Aim of the exercise: The required output is all lines below that contain the word "Option".

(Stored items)
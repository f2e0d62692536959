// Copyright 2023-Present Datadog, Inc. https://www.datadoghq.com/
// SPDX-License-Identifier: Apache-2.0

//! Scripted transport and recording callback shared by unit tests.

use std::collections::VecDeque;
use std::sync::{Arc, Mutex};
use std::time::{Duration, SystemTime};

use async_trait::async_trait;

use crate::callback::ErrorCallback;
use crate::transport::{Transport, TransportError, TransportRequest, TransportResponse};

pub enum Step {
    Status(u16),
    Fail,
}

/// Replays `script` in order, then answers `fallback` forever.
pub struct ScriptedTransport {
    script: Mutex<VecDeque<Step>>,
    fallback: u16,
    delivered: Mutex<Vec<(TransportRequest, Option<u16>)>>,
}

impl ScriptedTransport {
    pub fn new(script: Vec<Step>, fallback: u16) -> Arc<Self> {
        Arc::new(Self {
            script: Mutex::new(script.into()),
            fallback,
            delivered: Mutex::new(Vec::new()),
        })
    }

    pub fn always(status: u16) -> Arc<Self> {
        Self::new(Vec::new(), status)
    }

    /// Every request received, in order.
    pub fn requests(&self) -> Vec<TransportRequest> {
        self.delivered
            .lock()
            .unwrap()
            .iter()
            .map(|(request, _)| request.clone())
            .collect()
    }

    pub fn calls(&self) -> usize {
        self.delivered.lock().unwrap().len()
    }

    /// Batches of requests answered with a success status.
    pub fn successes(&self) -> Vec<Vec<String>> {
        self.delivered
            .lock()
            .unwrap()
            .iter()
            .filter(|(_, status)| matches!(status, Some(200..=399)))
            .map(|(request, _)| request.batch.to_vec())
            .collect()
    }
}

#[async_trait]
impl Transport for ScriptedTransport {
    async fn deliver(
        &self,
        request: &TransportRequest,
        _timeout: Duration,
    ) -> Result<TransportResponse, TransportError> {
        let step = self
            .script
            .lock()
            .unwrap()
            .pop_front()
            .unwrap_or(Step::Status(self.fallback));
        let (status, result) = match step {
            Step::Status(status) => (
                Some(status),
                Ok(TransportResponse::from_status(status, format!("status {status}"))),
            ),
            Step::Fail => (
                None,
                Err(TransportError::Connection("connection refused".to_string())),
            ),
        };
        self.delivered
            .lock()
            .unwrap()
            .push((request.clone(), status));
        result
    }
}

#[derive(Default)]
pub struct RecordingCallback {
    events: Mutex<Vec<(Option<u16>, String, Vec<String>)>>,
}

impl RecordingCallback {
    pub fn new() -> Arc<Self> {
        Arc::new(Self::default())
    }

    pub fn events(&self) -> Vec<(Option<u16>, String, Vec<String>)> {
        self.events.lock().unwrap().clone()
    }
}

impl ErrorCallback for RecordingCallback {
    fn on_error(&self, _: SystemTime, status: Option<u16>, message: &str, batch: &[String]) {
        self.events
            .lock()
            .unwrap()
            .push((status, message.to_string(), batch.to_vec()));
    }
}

Response area:
    delivered: Mutex<Vec<(TransportRequest, Option<u16>)>>,
    events: Mutex<Vec<(Option<u16>, String, Vec<String>)>>,
    pub fn events(&self) -> Vec<(Option<u16>, String, Vec<String>)> {
    fn on_error(&self, _: SystemTime, status: Option<u16>, message: &str, batch: &[String]) {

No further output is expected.